Securing everything – even the cloud

Johannesburg, 16 Mar 2020
Read time 4min 50sec
Rudi van Rooyen, Security Engineer, Axiz
Rudi van Rooyen, Security Engineer, Axiz

The cloud's impact has been colossal, particularly in South Africa. Gartner recently noted the country is one of the fastest-growing regions for IT spend, much of it fuelled by cloud-related migrations.

Yet this is not a uniform migration. Workloads, applications and data are being distributed to public cloud platforms, private clouds and on-premises sites. Companies are pursuing cloud's most alluring feature – its dynamism – but that comes at the cost of the security parameter. Strategies such as multi-cloud are taking their place along with other parameter-busting practices such as remote working and supply chain access to company systems.

On the one hand, this is fantastic as IT resources become more dynamic, while costs are driven lower through savings and value. But on the other, doing so vastly increases the attack surface for criminals. As the versatility of the cloud era grows, so do security concerns – and the market is worried about this.

"One of the first things customers always talk about is to ensure they've got the same security controls moving to the cloud as what they have on-premises," said Rudi van Rooyen, Security Engineer at Axiz. "That's a key topic we found more and more in the last few years."

Building security everywhere

The short answer – and good news – is that this can be done. Cloud providers, in particular, have been applying themselves towards collaborating with top vendors to integrate security products into their platforms. It is then the job of providers such as Axiz and their partners to match those features with the customer's security processes.

Once implemented, the result should resemble another concept that has become important in recent years: a single view of the environment. The idea applies to multi-cloud, wherein administrators want a view of all the assets they oversee, no matter where these are located.

Successful multi-cloud management needs a single view. The same applies to security in such environments, says Van Rooyen: "You want a singular platform with a management view that gives you full visibility of your cloud environment, end-point environment, data centre environment, mobile environment, OT environment – it doesn't matter. Everything today is connected, so you want to have visibility of them all at the same level."

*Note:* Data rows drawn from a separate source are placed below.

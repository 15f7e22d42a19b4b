//! Deterministic ordering: score, then the tie-break policy inside near-equal clusters.

use crate::domain::entity::CanonicalKey;
use crate::domain::recommendation::ScoreComponents;
use std::cmp::Ordering;

#[derive(Debug, Clone, PartialEq)]
pub struct Candidate {
    pub key: CanonicalKey,
    pub team: Option<String>,
    pub opponent: Option<String>,
    pub score: ScoreComponents,
}

impl Candidate {
    /// Same game, opposite sidelines.
    fn opposes(&self, other: &Candidate) -> bool {
        match (&self.team, &self.opponent, &other.team, &other.opponent) {
            (Some(t), Some(o), Some(ot), Some(oo)) => {
                t.eq_ignore_ascii_case(oo) && o.eq_ignore_ascii_case(ot)
            }
            _ => false,
        }
    }
}

#[derive(Debug, Clone, Copy, PartialEq, Eq)]
pub enum Posture {
    /// Protect the lead: prefer low variance.
    Favorite,
    /// Chase points: prefer high ceiling.
    Underdog,
    Even,
}

impl Posture {
    pub fn from_margin(margin: Option<f64>, favorite_threshold: f64) -> Self {
        match margin {
            Some(m) if m > favorite_threshold => Posture::Favorite,
            Some(m) if m < 0.0 => Posture::Underdog,
            _ => Posture::Even,
        }
    }
}

#[derive(Debug, Clone, PartialEq)]
pub struct Placement {
    /// Index into the candidate slice.
    pub index: usize,
    pub correlated_with: Option<CanonicalKey>,
}

fn by_score(a: &Candidate, b: &Candidate) -> Ordering {
    b.score
        .median
        .total_cmp(&a.score.median)
        .then_with(|| a.key.cmp(&b.key))
}

fn by_posture(posture: Posture, a: &Candidate, b: &Candidate) -> Ordering {
    match posture {
        Posture::Favorite => a.score.spread().total_cmp(&b.score.spread()),
        Posture::Underdog => b.score.ceiling.total_cmp(&a.score.ceiling),
        Posture::Even => Ordering::Equal,
    }
}

/// Orders candidates by median score. Candidates within `band` points of their cluster's leader
/// are near-equal and are ordered by: correlated pairing (when enabled), then posture, then score.
pub fn rank(
    candidates: &[Candidate],
    posture: Posture,
    band: f64,
    pair_correlated: bool,
) -> Vec<Placement> {
    let mut order: Vec<usize> = (0..candidates.len()).collect();
    order.sort_by(|a, b| by_score(&candidates[*a], &candidates[*b]));

    let mut clusters: Vec<Vec<usize>> = Vec::new();
    for idx in order {
        let joins = clusters.last().is_some_and(|cluster| {
            let leader = &candidates[cluster[0]];
            leader.score.median - candidates[idx].score.median <= band
        });
        match clusters.last_mut() {
            Some(cluster) if joins => cluster.push(idx),
            _ => clusters.push(vec![idx]),
        }
    }

    let mut placed: Vec<Placement> = Vec::with_capacity(candidates.len());
    for mut remaining in clusters {
        while !remaining.is_empty() {
            let partner = |idx: usize| -> Option<CanonicalKey> {
                if !pair_correlated {
                    return None;
                }
                placed
                    .iter()
                    .map(|p| &candidates[p.index])
                    .find(|p| p.opposes(&candidates[idx]))
                    .map(|p| p.key.clone())
            };

            let mut best = 0;
            let mut best_partner = partner(remaining[0]);
            for pos in 1..remaining.len() {
                let this_partner = partner(remaining[pos]);
                let a = &candidates[remaining[pos]];
                let b = &candidates[remaining[best]];
                let ord = best_partner
                    .is_some()
                    .cmp(&this_partner.is_some())
                    .then_with(|| by_posture(posture, a, b))
                    .then_with(|| by_score(a, b));
                if ord == Ordering::Less {
                    best = pos;
                    best_partner = this_partner;
                }
            }

            let index = remaining.remove(best);
            placed.push(Placement {
                index,
                correlated_with: best_partner,
            });
        }
    }
    placed
}

/// Position (within `order`) of the high-variance alternative: the widest floor-to-ceiling range
/// behind the leader, provided it is at least as wide as the leader's. Falls back to the leader
/// itself when nothing behind it is more volatile.
pub fn chaos_pick(candidates: &[Candidate], order: &[Placement]) -> Option<usize> {
    let leader_spread = candidates[order.first()?.index].score.spread();
    let pick = order
        .iter()
        .enumerate()
        .skip(1)
        .filter(|(_, p)| {
            let spread = candidates[p.index].score.spread();
            spread > 0.0 && spread >= leader_spread
        })
        .max_by(|(pa, a), (pb, b)| {
            let (a, b) = (&candidates[a.index].score, &candidates[b.index].score);
            a.spread()
                .total_cmp(&b.spread())
                .then_with(|| a.ceiling.total_cmp(&b.ceiling))
                .then_with(|| pb.cmp(pa))
        })
        .map_or(0, |(pos, _)| pos);
    Some(pick)
}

This approach makes perfect sense. But it's only recently become viable as vendors and service providers focused more on single-view platform features.

Sweat the little things

Accurate visibility starts with factual and reliable information, which is why assessing your security requirements is the first step. An assessment helps identify the environment's pain points and priorities, such as where it is most likely to be attacked.

Examples of such discoveries aren't limited to weak passwords or where the business' data crown jewels are stored. Van Rooyen points out that something as routine as patching policies can be a serious problem if not managed adequately in a hybrid or multi-cloud environment: "Is the customer more prone to a Web-based attack? Are they more prone to social engineering attacks? Is some of the infrastructure outdated or not running the latest firmware? There are exploits that result from not proper patching."

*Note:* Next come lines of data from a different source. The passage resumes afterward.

//! The six heuristic signals, each a scoring function onto a shared `[-1, 1]` scale.
//!
//! A function returns `None` when its inputs are absent; the signal then contributes a neutral
//! zero and is reported as unobserved.

use crate::aggregate::AggregatedEntityView;
use crate::domain::observation::Field;
use crate::domain::recommendation::{Signal, SignalContribution};
use crate::domain::request::{DecisionType, ScoringFormat};
use crate::policy::AdvisorConfig;

/// Target share at which the target component of usage saturates.
const TARGET_SHARE_CEILING: f64 = 0.30;
/// Matchup delta (points allowed vs. league average) that maps to a full signal.
const MATCHUP_SCALE: f64 = 10.0;
const LEAGUE_AVG_IMPLIED_TOTAL: f64 = 22.0;
const LEAGUE_AVG_GAME_TOTAL: f64 = 44.0;
const IMPLIED_TOTAL_SCALE: f64 = 10.0;
const PACE_WEIGHT: f64 = 0.2;
const DEPTH_STEP_PENALTY: f64 = 0.25;

pub struct SignalInput<'a> {
    pub view: &'a AggregatedEntityView,
    pub config: &'a AdvisorConfig,
    pub decision: DecisionType,
    pub scoring: ScoringFormat,
    pub late_season: bool,
    /// Weekly median before signal adjustment.
    pub base_median: f64,
}

pub type ScoringFn = fn(&SignalInput<'_>) -> Option<f64>;

/// Applied in declared priority order.
pub const SCORERS: [(Signal, ScoringFn); 6] = [
    (Signal::Usage, usage),
    (Signal::Matchup, matchup),
    (Signal::Health, health),
    (Signal::GameScript, game_script),
    (Signal::Contingency, contingency),
    (Signal::Horizon, horizon),
];

pub fn evaluate(input: &SignalInput<'_>) -> Vec<SignalContribution> {
    SCORERS
        .iter()
        .map(|(signal, score)| {
            let value = score(input).filter(|v| v.is_finite());
            SignalContribution {
                signal: *signal,
                value: value.map_or(0.0, clamp_unit),
                weight: input.config.weights.get(*signal),
                observed: value.is_some(),
            }
        })
        .collect()
}

/// Weighted mean of contributions, in `[-1, 1]`.
pub fn composite(contributions: &[SignalContribution]) -> f64 {
    let total: f64 = contributions.iter().map(|c| c.weight).sum();
    if total <= 0.0 {
        return 0.0;
    }
    let sum: f64 = contributions.iter().map(|c| c.weight * c.value).sum();
    clamp_unit(sum / total)
}

fn clamp_unit(v: f64) -> f64 {
    v.clamp(-1.0, 1.0)
}

fn target_portion(scoring: ScoringFormat) -> f64 {
    match scoring {
        ScoringFormat::Standard => 0.3,
        ScoringFormat::HalfPpr => 0.4,
        ScoringFormat::Ppr => 0.5,
    }
}

fn usage(input: &SignalInput<'_>) -> Option<f64> {
    let view = input.view;
    let snaps = view
        .number(Field::SnapShare)
        .or_else(|| view.number(Field::RouteParticipation))
        .map(|v| v.clamp(0.0, 1.0));
    let targets = view
        .number(Field::TargetShare)
        .map(|v| (v / TARGET_SHARE_CEILING).clamp(0.0, 1.0));

    let share = match (snaps, targets) {
        (Some(s), Some(t)) => {
            let tp = target_portion(input.scoring);
            (1.0 - tp) * s + tp * t
        }
        (Some(s), None) => s,
        (None, Some(t)) => t,
        (None, None) => return None,
    };
    Some(2.0 * share - 1.0)
}

fn matchup(input: &SignalInput<'_>) -> Option<f64> {
    input
        .view
        .number(Field::MatchupDelta)
        .map(|d| d / MATCHUP_SCALE)
}

fn health(input: &SignalInput<'_>) -> Option<f64> {
    input
        .view
        .value(Field::HealthStatus)
        .and_then(|v| v.as_health())
        .map(|h| input.config.health_penalties.get(h))
}

fn game_script(input: &SignalInput<'_>) -> Option<f64> {
    let view = input.view;
    let spread = view.number(Field::PointSpread);
    let total = view.number(Field::GameTotal);
    if spread.is_none() && total.is_none() {
        return None;
    }

    let implied = total.unwrap_or(LEAGUE_AVG_GAME_TOTAL) / 2.0 + spread.unwrap_or(0.0) / 2.0;
    let mut signal = (implied - LEAGUE_AVG_IMPLIED_TOTAL) / IMPLIED_TOTAL_SCALE;
    // Pace is a ratio to league average plays per game.
    if let Some(pace) = view.number(Field::Pace) {
        signal += PACE_WEIGHT * (pace - 1.0).clamp(-1.0, 1.0);
    }
    Some(signal)
}

fn contingency(input: &SignalInput<'_>) -> Option<f64> {
    let view = input.view;
    if view
        .value(Field::StarterAheadOut)
        .and_then(|v| v.as_flag())
        .unwrap_or(false)
    {
        return Some(1.0);
    }
    let rank = view.number(Field::DepthChartRank)?;
    if rank <= 1.0 {
        Some(0.0)
    } else {
        Some(-DEPTH_STEP_PENALTY * (rank - 1.0))
    }
}

/// Rest-of-season value relative to this week, weighted by how forward-looking the decision is.
fn horizon(input: &SignalInput<'_>) -> Option<f64> {
    let ros = input.view.number(Field::RestOfSeasonPoints)?;
    let forward = if input.late_season {
        0.0
    } else {
        match input.decision {
            DecisionType::StartSit => 0.25,
            DecisionType::Waiver | DecisionType::Trade => 1.0,
        }
    };
    let rel = (ros - input.base_median) / input.base_median.max(1.0);
    Some(clamp_unit(rel) * forward)
}

#[cfg(test)]
mod tests {
    use super::*;
    use crate::domain::entity::{CanonicalKey, Entity, ProviderId};
    use crate::domain::observation::{FieldObservation, FieldReading, FieldValue, HealthStatus};
    use crate::testutil::ts;
    use std::collections::BTreeMap;

    fn view(fields: &[(Field, FieldValue)]) -> AggregatedEntityView {
        let key = CanonicalKey::new("casey-example");
        let fields = fields
            .iter()
            .enumerate()
            .map(|(i, (f, v))| {
                let reading = FieldReading::Observed {
                    observation: FieldObservation {
                        seq: i as u64,
                        entity: key.clone(),
                        field: *f,
                        value: v.clone(),
                        source: ProviderId::new("p1"),
                        fetched_at: ts(11, 0),
                    },
                    stale: false,
                };
                (*f, reading)
            })
            .collect::<BTreeMap<_, _>>();
        AggregatedEntityView {
            entity: Entity::placeholder(key),
            fields,
        }
    }

    fn input<'a>(view: &'a AggregatedEntityView, config: &'a AdvisorConfig) -> SignalInput<'a> {
        SignalInput {
            view,
            config,
            decision: DecisionType::StartSit,
            scoring: ScoringFormat::Ppr,
            late_season: false,
            base_median: 12.0,
        }
    }

    #[test]
    fn scorers_follow_declared_priority() {
        let order: Vec<Signal> = SCORERS.iter().map(|(s, _)| *s).collect();
        assert_eq!(order, Signal::PRIORITY.to_vec());
    }

    #[test]
    fn missing_inputs_are_neutral_and_unobserved() {
        let config = AdvisorConfig::default();
        let v = view(&[]);
        let contributions = evaluate(&input(&v, &config));
        assert_eq!(contributions.len(), 6);
        assert!(contributions.iter().all(|c| !c.observed && c.value == 0.0));
        assert_eq!(composite(&contributions), 0.0);
    }

    #[test]
    fn usage_weights_targets_by_scoring_format() {
        let config = AdvisorConfig::default();
        let v = view(&[
            (Field::SnapShare, FieldValue::Number(0.5)),
            (Field::TargetShare, FieldValue::Number(0.3)),
        ]);
        let mut i = input(&v, &config);
        let ppr = usage(&i).unwrap();
        i.scoring = ScoringFormat::Standard;
        let standard = usage(&i).unwrap();
        assert!(ppr > standard);
        assert!((ppr - 0.5).abs() < 1e-9);
    }

    #[test]
    fn health_uses_configured_penalties() {
        let config = AdvisorConfig::default();
        let v = view(&[(Field::HealthStatus, FieldValue::Health(HealthStatus::Doubtful))]);
        assert_eq!(health(&input(&v, &config)), Some(-0.6));
    }

    #[test]
    fn game_script_rewards_high_implied_totals() {
        let config = AdvisorConfig::default();
        let shootout = view(&[
            (Field::GameTotal, FieldValue::Number(52.0)),
            (Field::PointSpread, FieldValue::Number(3.0)),
        ]);
        let slog = view(&[
            (Field::GameTotal, FieldValue::Number(38.0)),
            (Field::PointSpread, FieldValue::Number(-6.0)),
        ]);
        assert!(game_script(&input(&shootout, &config)).unwrap() > 0.0);
        assert!(game_script(&input(&slog, &config)).unwrap() < 0.0);
    }

    #[test]
    fn contingency_prefers_handcuff_with_starter_out() {
        let config = AdvisorConfig::default();
        let handcuff = view(&[
            (Field::DepthChartRank, FieldValue::Number(2.0)),
            (Field::StarterAheadOut, FieldValue::Flag(true)),
        ]);
        let backup = view(&[(Field::DepthChartRank, FieldValue::Number(3.0))]);
        assert_eq!(contingency(&input(&handcuff, &config)), Some(1.0));
        assert_eq!(contingency(&input(&backup, &config)), Some(-0.5));
    }

    #[test]
    fn horizon_is_ignored_late_in_season() {
        let config = AdvisorConfig::default();
        let v = view(&[(Field::RestOfSeasonPoints, FieldValue::Number(18.0))]);
        let mut i = input(&v, &config);
        i.decision = DecisionType::Trade;
        assert!((horizon(&i).unwrap() - 0.5).abs() < 1e-9);
        i.late_season = true;
        assert_eq!(horizon(&i), Some(0.0));
    }

    #[test]
    fn contributions_are_clamped() {
        let config = AdvisorConfig::default();
        let v = view(&[(Field::MatchupDelta, FieldValue::Number(40.0))]);
        let contributions = evaluate(&input(&v, &config));
        let m = contributions
            .iter()
            .find(|c| c.signal == Signal::Matchup)
            .unwrap();
        assert_eq!(m.value, 1.0);
        assert!(m.observed);
    }
}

Security engineers use this information to devise the appropriate approach, such as which technologies are best to improve the security posture. Fortunately, many companies already have some security products in place – these can be used to help create that baseline and suggest further integration opportunities. The approach is applied across the board, including the cloud.

"The security requirements can change depending on where you look, but the result has to be a homogeneous security management layer that covers everything," said Van Rooyen. "Some customers think they are fine because the native security of their cloud provider looks good. But it's often not enough, because the security has to match the customer's requirements, not the cloud provider. Security and security policy should follow the workloads and data wherever they go. That's why you must have an integrated and overarching view of everything."

Gain back time

Creating such visibility also helps introduce another vital component of modern security. Automating security processes is a fantastic way to reduce pressure on security professionals and security costs.

"A lot of the mundane procedures an engineer would have to analyse can be automated. Using machine learning and artificial intelligence essentially cuts off 80% of what the engineer normally looks at. They can focus on the remaining 20%, armed with multiple reference points and metadata to make better and faster decisions."

This last point is significant. Cyber attacks are often prolonged and sophisticated multi-pronged attacks that probe for weaknesses to exploit. The deluge of warning messages notoriously hamstrings security professionals, most of them false positives. Attackers hide in that noise, but a visible, automated and informed environment turns the tables on them.

Sunlight kills infections. Likewise, visibility deters cyber attacks. The rising popularity of the cloud has made such visibility a challenge. But take a leaf from the multi-cloud management trend: if you want to secure everything, create a single view that encompasses them all, and integrate your systems so that security follows your assets.